The Croxton family stayed until 1965.

===Zuckermann===
From 1969 Stafford Barton was owned and occupied by the German-American harpsichord builder Wolfgang Zuckermann, who had "run away from America". He sold his harpsichord business and emigrated from the United States, where he had lived for many years in New York City.
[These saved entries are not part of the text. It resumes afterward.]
use std::collections::HashMap;
use std::sync::Arc;

use tokio::sync::RwLock;

use crate::store::{Result, Store};

/// In-process store backend.
///
/// Holds entries for the lifetime of the process only. Selected through
/// configuration for local development; integration tests lean on it too.
#[derive(Debug, Clone, Default)]
pub struct MemoryStore {
    entries: Arc<RwLock<HashMap<String, String>>>,
}

impl MemoryStore {
    pub fn new() -> Self {
        Self::default()
    }
}

impl Store for MemoryStore {
    async fn get(&self, key: &str) -> Result<Option<String>> {
        Ok(self.entries.read().await.get(key).cloned())
    }

    async fn set(&self, key: &str, value: &str) -> Result<()> {
        self.entries
            .write()
            .await
            .insert(key.to_string(), value.to_string());
        Ok(())
    }
}
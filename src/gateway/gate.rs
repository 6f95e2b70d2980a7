use crate::gateway::Outcome;
use crate::http::request::{Method, RequestHead};

/// Connection-level precondition policy.
#[derive(Debug, Clone)]
pub struct GatePolicy {
    /// Reject requests whose target path is empty once the leading
    /// separator and query string are stripped. Enabled by default; some
    /// deployments turn it off.
    pub require_endpoint: bool,
}

impl Default for GatePolicy {
    fn default() -> Self {
        Self {
            require_endpoint: true,
        }
    }
}

/// Checks the request head against the gateway preconditions.
///
/// All checks run in a fixed order, none short-circuits, and the rejection
/// lists every violated precondition as its own newline-terminated line.
/// The body has not been read at this point and never is for a rejection.
pub fn check(head: &RequestHead, policy: &GatePolicy) -> Result<(), Outcome> {
    let mut rejected = String::new();

    if head.method != Method::POST {
        rejected.push_str("Only \"POST\" method is allowed.\n");
    }

    if head.header("Accept") != Some("application/json") {
        rejected.push_str("Client must accept \"application/json\".\n");
    }

    if policy.require_endpoint && head.endpoint().is_empty() {
        rejected.push_str("Empty endpoint is not allowed.\n");
    }

    if rejected.is_empty() {
        Ok(())
    } else {
        Err(Outcome::Failure { message: rejected })
    }
}
use tokio::io::AsyncReadExt;
use tokio::net::TcpStream;

use crate::gateway::gate::{self, GatePolicy};
use crate::gateway::respond;
use crate::gateway::{self, Outcome};
use crate::http::parser::{ParseError, parse_request_head};
use crate::http::request::RequestHead;
use crate::http::response::Response;
use crate::http::writer::ResponseWriter;
use crate::store::Store;

pub struct Connection<S: Store> {
    stream: TcpStream,
    buffer: Vec<u8>,
    state: ConnectionState,
    store: S,
    policy: GatePolicy,
}

pub enum ConnectionState {
    ReadingHead,
    ReadingBody(RequestHead),
    Processing(RequestHead, Vec<u8>),
    Writing(ResponseWriter, bool), // bool = keep_alive?
    Closed,
}

impl<S: Store> Connection<S> {
    pub fn new(stream: TcpStream, store: S, policy: GatePolicy) -> Self {
        Self {
            stream,
            buffer: Vec::with_capacity(4096),
            state: ConnectionState::ReadingHead,
            store,
            policy,
        }
    }

    pub async fn run(&mut self) -> anyhow::Result<()> {
        loop {
            match std::mem::replace(&mut self.state, ConnectionState::Closed) {
                ConnectionState::ReadingHead => {
                    match self.read_head().await? {
                        Some(head) => {
                            self.state = match gate::check(&head, &self.policy) {
                                Ok(()) => ConnectionState::ReadingBody(head),

                                // Rejected before the body was read; the unread
                                // payload would poison the next request on this
                                // connection, so close after responding.
                                Err(outcome) => writing(outcome, false),
                            };
                        }
                        None => {
                            // Client closed; state stays Closed
                        }
                    }
                }

                ConnectionState::ReadingBody(head) => {
                    match self.read_body(head.content_length()).await {
                        Ok(Some(body)) => {
                            self.state = ConnectionState::Processing(head, body);
                        }
                        Ok(None) => {
                            // Client went away mid-body; nothing is dispatched
                        }
                        Err(e) => {
                            let outcome = Outcome::Failure {
                                message: format!("body read error: {e}"),
                            };
                            self.state = writing(outcome, false);
                        }
                    }
                }

                ConnectionState::Processing(head, body) => {
                    let outcome = gateway::execute(&self.store, &body).await;
                    self.state = writing(outcome, head.keep_alive());
                }

                ConnectionState::Writing(mut writer, keep_alive) => {
                    writer.write_to_stream(&mut self.stream).await?;

                    if keep_alive {
                        self.state = ConnectionState::ReadingHead; // go back for next request
                    }
                }

                ConnectionState::Closed => {
                    break;
                }
            }
        }

        Ok(())
    }

    async fn read_head(&mut self) -> anyhow::Result<Option<RequestHead>> {
        loop {
            // Try parsing whatever we already have
            match parse_request_head(&self.buffer) {
                Ok((head, consumed)) => {
                    // Remove consumed bytes; any body bytes stay buffered
                    self.buffer.drain(..consumed);
                    return Ok(Some(head));
                }

                Err(ParseError::Incomplete) => {
                    // Need more data → fall through to read
                }

                Err(e) => {
                    // Malformed request → protocol error
                    return Err(anyhow::anyhow!("HTTP parse error: {:?}", e));
                }
            }

            let mut temp = [0u8; 1024];
            let n = self.stream.read(&mut temp).await?;

            if n == 0 {
                // Client closed connection
                return Ok(None);
            }

            self.buffer.extend_from_slice(&temp[..n]);
        }
    }

    /// Accumulates the request payload until `content_length` bytes are
    /// buffered, preserving byte order.
    ///
    /// `Ok(None)` means the client disconnected before the body completed;
    /// the request is abandoned without touching the store.
    async fn read_body(&mut self, content_length: usize) -> std::io::Result<Option<Vec<u8>>> {
        while self.buffer.len() < content_length {
            let mut temp = [0u8; 1024];
            let n = self.stream.read(&mut temp).await?;

            if n == 0 {
                return Ok(None);
            }

            self.buffer.extend_from_slice(&temp[..n]);
        }

        Ok(Some(self.buffer.drain(..content_length).collect()))
    }
}

fn writing(outcome: Outcome, keep_alive: bool) -> ConnectionState {
    let response: Response = respond::into_response(outcome);
    ConnectionState::Writing(ResponseWriter::new(&response), keep_alive)
}
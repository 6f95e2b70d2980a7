use tokio::io::AsyncWriteExt;
use tokio::net::TcpStream;

use crate::http::response::Response;

const HTTP_VERSION: &str = "HTTP/1.1";

fn encode_response(resp: &Response) -> Vec<u8> {
    let mut buf = Vec::new();

    // Status line
    let status_line = format!(
        "{} {} {}\r\n",
        HTTP_VERSION,
        resp.status.as_u16(),
        resp.status.reason_phrase()
    );
    buf.extend_from_slice(status_line.as_bytes());

    // Headers
    for (k, v) in &resp.headers {
        buf.extend_from_slice(format!("{}: {}\r\n", k, v).as_bytes());
    }

    // Header/body separator
    buf.extend_from_slice(b"\r\n");

    // Body
    buf.extend_from_slice(&resp.body);

    buf
}

/// Writes a fully assembled response to the client.
///
/// The response is serialized up front; only the completed byte buffer ever
/// touches the stream, so an error path can never follow a partial success.
pub struct ResponseWriter {
    buffer: Vec<u8>,
}

impl ResponseWriter {
    pub fn new(response: &Response) -> Self {
        Self {
            buffer: encode_response(response),
        }
    }

    pub async fn write_to_stream(
        &mut self,
        stream: &mut TcpStream,
    ) -> anyhow::Result<()> {
        stream.write_all(&self.buffer).await?;
        stream.flush().await?;

        Ok(())
    }
}
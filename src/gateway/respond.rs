use serde_json::{Map, Value};

use crate::gateway::Outcome;
use crate::http::response::{Response, ResponseBuilder, StatusCode};

/// Maps an [`Outcome`] to a fully assembled HTTP response.
///
/// - Success → 200 with a JSON object: `{"key": ...}` for writes,
///   `{"key": ..., "value": <string|null>}` for reads.
/// - Failure → 400 with the plain-text message, newline-terminated.
pub fn into_response(outcome: Outcome) -> Response {
    match outcome {
        Outcome::Success { key, value } => {
            let mut object = Map::new();
            object.insert("key".to_string(), Value::String(key));
            if let Some(value) = value {
                object.insert("value".to_string(), value);
            }
            let body = Value::Object(object).to_string().into_bytes();

            ResponseBuilder::new(StatusCode::Ok)
                .header("Content-Type", "application/json")
                .body(body)
                .build()
        }

        Outcome::Failure { mut message } => {
            if !message.ends_with('\n') {
                message.push('\n');
            }

            ResponseBuilder::new(StatusCode::BadRequest)
                .body(message.into_bytes())
                .build()
        }
    }
}
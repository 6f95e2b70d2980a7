//! End-to-end tests for the decode-validate-dispatch-respond pipeline

use serde_json::json;

use keygate::gateway::{self, Outcome, respond};
use keygate::http::response::StatusCode;
use keygate::store::MemoryStore;

async fn roundtrip(store: &MemoryStore, body: &str) -> Outcome {
    gateway::execute(store, body.as_bytes()).await
}

#[tokio::test]
async fn test_set_then_get_round_trip() {
    let store = MemoryStore::new();

    let set = roundtrip(&store, r#"{"action":"set","key":"k","value":"v"}"#).await;
    assert_eq!(
        set,
        Outcome::Success {
            key: "k".to_string(),
            value: None,
        }
    );

    let response = respond::into_response(roundtrip(&store, r#"{"action":"get","key":"k"}"#).await);
    assert_eq!(response.status, StatusCode::Ok);
    assert_eq!(
        response.headers.get("Content-Type").unwrap(),
        "application/json"
    );

    let body: serde_json::Value = serde_json::from_slice(&response.body).unwrap();
    assert_eq!(body, json!({"key": "k", "value": "v"}));
}

#[tokio::test]
async fn test_set_response_omits_value() {
    let store = MemoryStore::new();

    let response =
        respond::into_response(roundtrip(&store, r#"{"action":"set","key":"k","value":"v"}"#).await);
    assert_eq!(response.status, StatusCode::Ok);

    let body: serde_json::Value = serde_json::from_slice(&response.body).unwrap();
    assert_eq!(body, json!({"key": "k"}));
}

#[tokio::test]
async fn test_get_absent_key_responds_with_null() {
    let store = MemoryStore::new();

    let response =
        respond::into_response(roundtrip(&store, r#"{"action":"get","key":"missing"}"#).await);
    assert_eq!(response.status, StatusCode::Ok);

    let body: serde_json::Value = serde_json::from_slice(&response.body).unwrap();
    assert_eq!(body, json!({"key": "missing", "value": null}));
}

#[tokio::test]
async fn test_repeated_set_yields_same_get_result() {
    let store = MemoryStore::new();

    for _ in 0..3 {
        roundtrip(&store, r#"{"action":"set","key":"k","value":"v"}"#).await;
    }

    let outcome = roundtrip(&store, r#"{"action":"get","key":"k"}"#).await;
    assert_eq!(
        outcome,
        Outcome::Success {
            key: "k".to_string(),
            value: Some(serde_json::Value::String("v".to_string())),
        }
    );
}

#[tokio::test]
async fn test_malformed_body() {
    let store = MemoryStore::new();

    let outcome = roundtrip(&store, "{not json").await;
    assert_eq!(
        outcome,
        Outcome::Failure {
            message: "malformed command body".to_string(),
        }
    );
}

#[tokio::test]
async fn test_empty_body_is_malformed() {
    let store = MemoryStore::new();

    let outcome = roundtrip(&store, "").await;
    assert_eq!(
        outcome,
        Outcome::Failure {
            message: "malformed command body".to_string(),
        }
    );
}

#[tokio::test]
async fn test_non_object_body_is_malformed() {
    let store = MemoryStore::new();

    // Arrays would otherwise map onto the command fields positionally
    for body in [r#"["get","k"]"#, r#""get""#, "42", "null"] {
        let outcome = roundtrip(&store, body).await;
        assert_eq!(
            outcome,
            Outcome::Failure {
                message: "malformed command body".to_string(),
            }
        );
    }
}

#[tokio::test]
async fn test_missing_action_response_body_is_exact() {
    let store = MemoryStore::new();

    let response = respond::into_response(roundtrip(&store, r#"{"key":"k"}"#).await);
    assert_eq!(response.status, StatusCode::BadRequest);
    assert_eq!(response.body, b"`action` is not set.\n".to_vec());
}

#[tokio::test]
async fn test_set_without_value_response_body_is_exact() {
    let store = MemoryStore::new();

    let response = respond::into_response(roundtrip(&store, r#"{"action":"set","key":"k"}"#).await);
    assert_eq!(response.status, StatusCode::BadRequest);
    assert_eq!(
        response.body,
        b"`value` is not set. `value` must be set and must be not empty while using `\"action\": \"set\"`.\n"
            .to_vec()
    );
}

#[tokio::test]
async fn test_validation_failure_never_reaches_the_store() {
    let store = MemoryStore::new();

    roundtrip(&store, r#"{"action":"set","key":"k"}"#).await;

    let outcome = roundtrip(&store, r#"{"action":"get","key":"k"}"#).await;
    assert_eq!(
        outcome,
        Outcome::Success {
            key: "k".to_string(),
            value: Some(serde_json::Value::Null),
        }
    );
}

#[test]
fn test_failure_response_has_no_content_type() {
    let response = respond::into_response(Outcome::Failure {
        message: "`action` is not set.\n".to_string(),
    });

    assert_eq!(response.status, StatusCode::BadRequest);
    assert!(!response.headers.contains_key("Content-Type"));
}

#[test]
fn test_failure_response_is_newline_terminated() {
    // Store errors carry no trailing newline of their own
    let response = respond::into_response(Outcome::Failure {
        message: "store protocol error: connection closed mid-reply".to_string(),
    });

    assert_eq!(
        response.body,
        b"store protocol error: connection closed mid-reply\n".to_vec()
    );
}

#[test]
fn test_failure_response_does_not_double_terminate() {
    let response = respond::into_response(Outcome::Failure {
        message: "`key` is not set.\n".to_string(),
    });

    assert_eq!(response.body, b"`key` is not set.\n".to_vec());
}
use crate::http::request::{Method, RequestHead};
use std::collections::HashMap;

#[derive(Debug)]
pub enum ParseError {
    InvalidRequest,
    InvalidMethod,
    InvalidHeader,
    InvalidContentLength,
    Incomplete,
}

pub fn parse_request_head(buf: &[u8]) -> Result<(RequestHead, usize), ParseError> {
    // Look for the header/body separator
    let headers_end = find_headers_end(buf).ok_or(ParseError::Incomplete)?;
    let header_bytes = &buf[..headers_end];

    let headers_str = std::str::from_utf8(header_bytes)
        .map_err(|_| ParseError::InvalidRequest)?;

    let mut lines = headers_str.split("\r\n");

    // Request line
    let request_line = lines.next().ok_or(ParseError::InvalidRequest)?;
    let mut parts = request_line.split_whitespace();

    let method_str = parts.next().ok_or(ParseError::InvalidRequest)?;
    let path = parts.next().ok_or(ParseError::InvalidRequest)?;
    let version = parts.next().ok_or(ParseError::InvalidRequest)?;

    let method = Method::from_str(method_str).ok_or(ParseError::InvalidMethod)?;

    // Headers
    let mut headers = HashMap::new();

    for line in lines {
        if line.is_empty() {
            continue;
        }

        let (key, value) = line
            .split_once(':')
            .ok_or(ParseError::InvalidHeader)?;

        headers.insert(
            key.trim().to_string(),
            value.trim().to_string(),
        );
    }

    let head = RequestHead {
        method,
        path: path.to_string(),
        version: version.to_string(),
        headers,
    };

    // The body reader trusts this number, so it must parse here
    if head
        .header("Content-Length")
        .is_some_and(|v| v.parse::<usize>().is_err())
    {
        return Err(ParseError::InvalidContentLength);
    }

    Ok((head, headers_end + 4))
}

fn find_headers_end(buf: &[u8]) -> Option<usize> {
    buf.windows(4)
        .position(|w| w == b"\r\n\r\n")
}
He continued to build harpsichords at Stafford, though hardly on his former quasi-industrial scale.

In 1971 Zuckermann reported in a letter to the New York weekly newspaper Village Voice that he had been able to buy Stafford for "no more than the average suburban one-family house in New Jersey". He also wrote that "the house [has] much old paneling and leaded lights (even my goats have leaded lights in their stable.)", and he said that the gardens were tended by a pensioner who "came with the property". The date Zuckermann left Stafford Barton is unknown, but advertisements and directory entries for his harpsichord business list him there up to 1973.

===Doran===
In 2007 Stafford Barton became the property of the Doran family, and the house and gardens have been extensively restored. This work was completed before 2015.